The seats are empty. The lights are dimmed, and First Mariner Arena sits silent, waiting to thrill crowds with the arrival of Cirque du Soleil’s “Dralion.”
The two-and-a-half hour performance brings together the artistic styles of Eastern and Western cultures, including trampoline, juggling and aerial acrobatics. But before performers like Marie-Eve Bisson takes to the air in costume and make up, she must first perfect her craft backstage.
“My part is with a solo act,” Bisson said. “I have only one character on stage with me, and it's the fire character.

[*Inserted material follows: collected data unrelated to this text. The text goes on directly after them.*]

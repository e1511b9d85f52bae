// SPDX-License-Identifier: Apache-2.0
// © James Ross Ω FLYING•ROBOTS <https://github.com/flyingrobots>
use core::ops::{Add, AddAssign, Div, DivAssign, Mul, MulAssign, Neg, Sub, SubAssign};

use crate::Mat3;

/// 3D vector used for actor positions, velocities, and shape extents.
///
/// * Components are plain `f32` world units; the vector may stand for a point
///   or a direction depending on the caller.
/// * Equality is exact, component-wise.
#[derive(Debug, Copy, Clone, PartialEq, Default)]
pub struct Vec3 {
    data: [f32; 3],
}

impl Vec3 {
    /// The zero vector.
    pub const ZERO: Self = Self::new(0.0, 0.0, 0.0);

    /// Unit vector pointing along the positive X axis.
    pub const UNIT_X: Self = Self::new(1.0, 0.0, 0.0);

    /// Unit vector pointing along the positive Y axis.
    pub const UNIT_Y: Self = Self::new(0.0, 1.0, 0.0);

    /// Unit vector pointing along the positive Z axis.
    pub const UNIT_Z: Self = Self::new(0.0, 0.0, 1.0);

    /// Creates a vector from components.
    pub const fn new(x: f32, y: f32, z: f32) -> Self {
        Self { data: [x, y, z] }
    }

    /// Creates a vector with all three components set to `value`.
    pub const fn splat(value: f32) -> Self {
        Self::new(value, value, value)
    }

    /// X component.
    pub const fn x(&self) -> f32 {
        self.data[0]
    }

    /// Y component.
    pub const fn y(&self) -> f32 {
        self.data[1]
    }

    /// Z component.
    pub const fn z(&self) -> f32 {
        self.data[2]
    }

    /// Returns the components as an array.
    pub fn to_array(self) -> [f32; 3] {
        self.data
    }

    pub(crate) fn component(&self, idx: usize) -> f32 {
        self.data[idx]
    }

    /// Dot product with another vector.
    pub fn dot(&self, other: &Self) -> f32 {
        self.component(0) * other.component(0)
            + self.component(1) * other.component(1)
            + self.component(2) * other.component(2)
    }

    /// Cross product with another vector (`self × other`).
    pub fn cross(&self, other: &Self) -> Self {
        let ax = self.component(0);
        let ay = self.component(1);
        let az = self.component(2);
        let bx = other.component(0);
        let by = other.component(1);
        let bz = other.component(2);
        Self::new(ay * bz - az * by, az * bx - ax * bz, ax * by - ay * bx)
    }

    /// Vector length.
    pub fn magnitude(&self) -> f32 {
        self.dot(self).sqrt()
    }

    /// Squared length; avoids the square root for comparisons.
    pub fn magnitude_squared(&self) -> f32 {
        self.dot(self)
    }

    /// Returns the unit vector pointing the same way.
    ///
    /// A vector whose magnitude is exactly zero normalizes to [`Vec3::ZERO`]
    /// rather than producing NaNs; this is not treated as an error.
    pub fn normalize(&self) -> Self {
        let len = self.magnitude();
        if len == 0.0 {
            return Self::ZERO;
        }
        *self / len
    }

    /// Distance between two points.
    pub fn distance(&self, other: &Self) -> f32 {
        (*other - *self).magnitude()
    }

    /// Component-wise minimum.
    pub fn min(&self, other: &Self) -> Self {
        Self::new(
            self.component(0).min(other.component(0)),
            self.component(1).min(other.component(1)),
            self.component(2).min(other.component(2)),
        )
    }

    /// Component-wise maximum.
    pub fn max(&self, other: &Self) -> Self {
        Self::new(
            self.component(0).max(other.component(0)),
            self.component(1).max(other.component(1)),
            self.component(2).max(other.component(2)),
        )
    }

    /// Returns `true` when every component is finite.
    pub fn is_finite(&self) -> bool {
        self.data.iter().all(|c| c.is_finite())
    }
}

impl From<[f32; 3]> for Vec3 {
    fn from(value: [f32; 3]) -> Self {
        Self { data: value }
    }
}

impl From<Vec3> for [f32; 3] {
    fn from(value: Vec3) -> Self {
        value.data
    }
}

impl Add for Vec3 {
    type Output = Self;
    fn add(self, rhs: Self) -> Self::Output {
        Self::new(self.x() + rhs.x(), self.y() + rhs.y(), self.z() + rhs.z())
    }
}

impl Sub for Vec3 {
    type Output = Self;
    fn sub(self, rhs: Self) -> Self::Output {
        Self::new(self.x() - rhs.x(), self.y() - rhs.y(), self.z() - rhs.z())
    }
}

impl Neg for Vec3 {
    type Output = Self;
    fn neg(self) -> Self::Output {
        Self::new(-self.x(), -self.y(), -self.z())
    }
}

impl Mul<f32> for Vec3 {
    type Output = Self;
    fn mul(self, rhs: f32) -> Self::Output {
        Self::new(self.x() * rhs, self.y() * rhs, self.z() * rhs)
    }
}

impl Mul<Vec3> for f32 {
    type Output = Vec3;
    fn mul(self, rhs: Vec3) -> Self::Output {
        rhs * self
    }
}

impl Div<f32> for Vec3 {
    type Output = Self;
    fn div(self, rhs: f32) -> Self::Output {
        Self::new(self.x() / rhs, self.y() / rhs, self.z() / rhs)
    }
}

/// Scalar-on-the-left division divides each component by the scalar, the
/// same as `v / s`; it is not a component-wise reciprocal.
impl Div<Vec3> for f32 {
    type Output = Vec3;
    fn div(self, rhs: Vec3) -> Self::Output {
        rhs / self
    }
}

impl AddAssign for Vec3 {
    fn add_assign(&mut self, rhs: Self) {
        *self = *self + rhs;
    }
}

impl SubAssign for Vec3 {
    fn sub_assign(&mut self, rhs: Self) {
        *self = *self - rhs;
    }
}

impl MulAssign<f32> for Vec3 {
    fn mul_assign(&mut self, rhs: f32) {
        *self = *self * rhs;
    }
}

impl DivAssign<f32> for Vec3 {
    fn div_assign(&mut self, rhs: f32) {
        *self = *self / rhs;
    }
}

impl Mul<Mat3> for Vec3 {
    type Output = Self;
    fn mul(self, rhs: Mat3) -> Self::Output {
        rhs.transform(&self)
    }
}

impl Mul<Vec3> for Mat3 {
    type Output = Vec3;
    fn mul(self, rhs: Vec3) -> Self::Output {
        self.transform(&rhs)
    }
}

He’s a warrior, and I'm the fire seductress.”
Bisson has been with the Cirque du Soleil troupe for 14 years, but performing has always been her life. “I started dance at four, then gymnastics from 12 to 18,” she said.

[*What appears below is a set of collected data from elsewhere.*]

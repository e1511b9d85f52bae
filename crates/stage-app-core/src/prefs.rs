// SPDX-License-Identifier: Apache-2.0
// © James Ross Ω FLYING•ROBOTS <https://github.com/flyingrobots>
//! Saved settings for the headless scene runner.

use serde::{Deserialize, Serialize};

/// Config key under which [`SimPrefs`] are stored.
pub const SIM_PREFS_KEY: &str = "sim";

/// Frame loop and demo-scene parameters.
///
/// Every field has a default, so partial JSON files load cleanly.
#[derive(Debug, Clone, PartialEq, Serialize, Deserialize)]
#[serde(default)]
pub struct SimPrefs {
    /// Frames to simulate.
    pub frames: u32,
    /// Seconds per frame.
    pub delta_time: f32,
    /// Demo scene layout.
    pub demo: DemoPrefs,
}

impl Default for SimPrefs {
    fn default() -> Self {
        Self {
            frames: 240,
            delta_time: 1.0 / 60.0,
            demo: DemoPrefs::default(),
        }
    }
}

/// Layout of the demo "drifter" row.
#[derive(Debug, Clone, PartialEq, Serialize, Deserialize)]
#[serde(default)]
pub struct DemoPrefs {
    /// Number of drifters.
    pub drifters: u32,
    /// Gap between neighbouring drifter centers.
    pub spacing: f32,
    /// Speed toward the row's midpoint, units per second.
    pub speed: f32,
    /// Edge length of box colliders.
    pub box_size: f32,
    /// Radius of sphere colliders.
    pub sphere_radius: f32,
}

impl Default for DemoPrefs {
    fn default() -> Self {
        Self {
            drifters: 6,
            spacing: 4.0,
            speed: 1.5,
            box_size: 1.0,
            sphere_radius: 0.5,
        }
    }
}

But it wasn’t until she was challenged with choreographing her ballet-like routine for Cirque Du Soleil’s “Dralion” that Bisson found her place.

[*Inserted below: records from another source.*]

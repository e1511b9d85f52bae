// SPDX-License-Identifier: Apache-2.0
// © James Ross Ω FLYING•ROBOTS <https://github.com/flyingrobots>
use crate::Vec3;

/// Row-major 3×3 matrix.
///
/// `at(r, c)` addresses row `r`, column `c`. Transforming a vector produces
/// output component `r` as `x·m[r][0] + y·m[r][1] + z·m[r][2]`, and that is
/// the result for both `v * m` and `m * v`.
///
/// # Examples
/// ```
/// use stage_math::{Mat3, Vec3};
/// let s = Mat3::scale(2.0, 3.0, 4.0);
/// assert_eq!((Vec3::new(1.0, 1.0, 1.0) * s).to_array(), [2.0, 3.0, 4.0]);
/// ```
#[derive(Debug, Copy, Clone, PartialEq)]
pub struct Mat3 {
    rows: [[f32; 3]; 3],
}

impl Mat3 {
    /// Returns the identity matrix.
    pub const fn identity() -> Self {
        Self {
            rows: [[1.0, 0.0, 0.0], [0.0, 1.0, 0.0], [0.0, 0.0, 1.0]],
        }
    }

    /// Creates a matrix from rows.
    pub const fn from_rows(rows: [[f32; 3]; 3]) -> Self {
        Self { rows }
    }

    /// Returns the rows of the matrix.
    pub fn to_rows(self) -> [[f32; 3]; 3] {
        self.rows
    }

    /// Element at `row`, `col`.
    pub fn at(&self, row: usize, col: usize) -> f32 {
        self.rows[row][col]
    }

    /// Non-uniform scale along each axis.
    pub const fn scale(sx: f32, sy: f32, sz: f32) -> Self {
        Self::from_rows([[sx, 0.0, 0.0], [0.0, sy, 0.0], [0.0, 0.0, sz]])
    }

    /// 2D translation in homogeneous form (`z` acts as `w`).
    pub const fn translation(tx: f32, ty: f32) -> Self {
        Self::from_rows([[1.0, 0.0, tx], [0.0, 1.0, ty], [0.0, 0.0, 1.0]])
    }

    /// Counter-clockwise rotation about +X by `angle` radians.
    pub fn rotation_x(angle: f32) -> Self {
        let (s, c) = angle.sin_cos();
        Self::from_rows([[1.0, 0.0, 0.0], [0.0, c, -s], [0.0, s, c]])
    }

    /// Counter-clockwise rotation about +Y by `angle` radians.
    pub fn rotation_y(angle: f32) -> Self {
        let (s, c) = angle.sin_cos();
        Self::from_rows([[c, 0.0, s], [0.0, 1.0, 0.0], [-s, 0.0, c]])
    }

    /// Counter-clockwise rotation about +Z by `angle` radians.
    pub fn rotation_z(angle: f32) -> Self {
        let (s, c) = angle.sin_cos();
        Self::from_rows([[c, -s, 0.0], [s, c, 0.0], [0.0, 0.0, 1.0]])
    }

    /// Returns the transpose.
    pub fn transpose(&self) -> Self {
        let mut out = [[0.0; 3]; 3];
        for (r, row) in out.iter_mut().enumerate() {
            for (c, cell) in row.iter_mut().enumerate() {
                *cell = self.rows[c][r];
            }
        }
        Self::from_rows(out)
    }

    /// Matrix product `self * rhs`.
    pub fn multiply(&self, rhs: &Self) -> Self {
        let mut out = [[0.0; 3]; 3];
        for (r, row) in out.iter_mut().enumerate() {
            for (c, cell) in row.iter_mut().enumerate() {
                *cell = (0..3).map(|k| self.at(r, k) * rhs.at(k, c)).sum();
            }
        }
        Self::from_rows(out)
    }

    /// Sum-of-products transform of `v` (see the type docs for layout).
    pub fn transform(&self, v: &Vec3) -> Vec3 {
        let x = v.component(0);
        let y = v.component(1);
        let z = v.component(2);
        Vec3::new(
            x * self.at(0, 0) + y * self.at(0, 1) + z * self.at(0, 2),
            x * self.at(1, 0) + y * self.at(1, 1) + z * self.at(1, 2),
            x * self.at(2, 0) + y * self.at(2, 1) + z * self.at(2, 2),
        )
    }
}

impl Default for Mat3 {
    fn default() -> Self {
        Self::identity()
    }
}

impl From<[[f32; 3]; 3]> for Mat3 {
    fn from(value: [[f32; 3]; 3]) -> Self {
        Self::from_rows(value)
    }
}

impl core::ops::Mul for Mat3 {
    type Output = Self;
    fn mul(self, rhs: Self) -> Self::Output {
        self.multiply(&rhs)
    }
}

“They had the music but no act, so I put an act together,” she said. “I proposed it to Cirque, and they were happy, so they hired me.”
Since then, she’s been wowing crowds with feats of strength and agility. “I hang from my neck and then just one foot in the act.”
Currently, Cirque du Soleil has 11 shows touring worldwide and 22 total shows, including its permanent shows in Vegas and Florida. The acts bring together a diverse cast of characters. “Dralion” has 54 performers from 18 countries.
“You'll hear bits of Mandarin, English, French, Spanish and Russian on a daily basis,” said Julie Desmarais. “We grab a little of each language as we go.”
And the shows grab the imagination of audiences around the world.
“When we were in the Dominican Republic, there were 9,000 people there,” Bisson said. “They were so loud. I thought the roof was going to come down.”
It’s a similar reaction Bisson says the cast is hoping to generate when “Dralion” takes the stage at First Mariner Arena.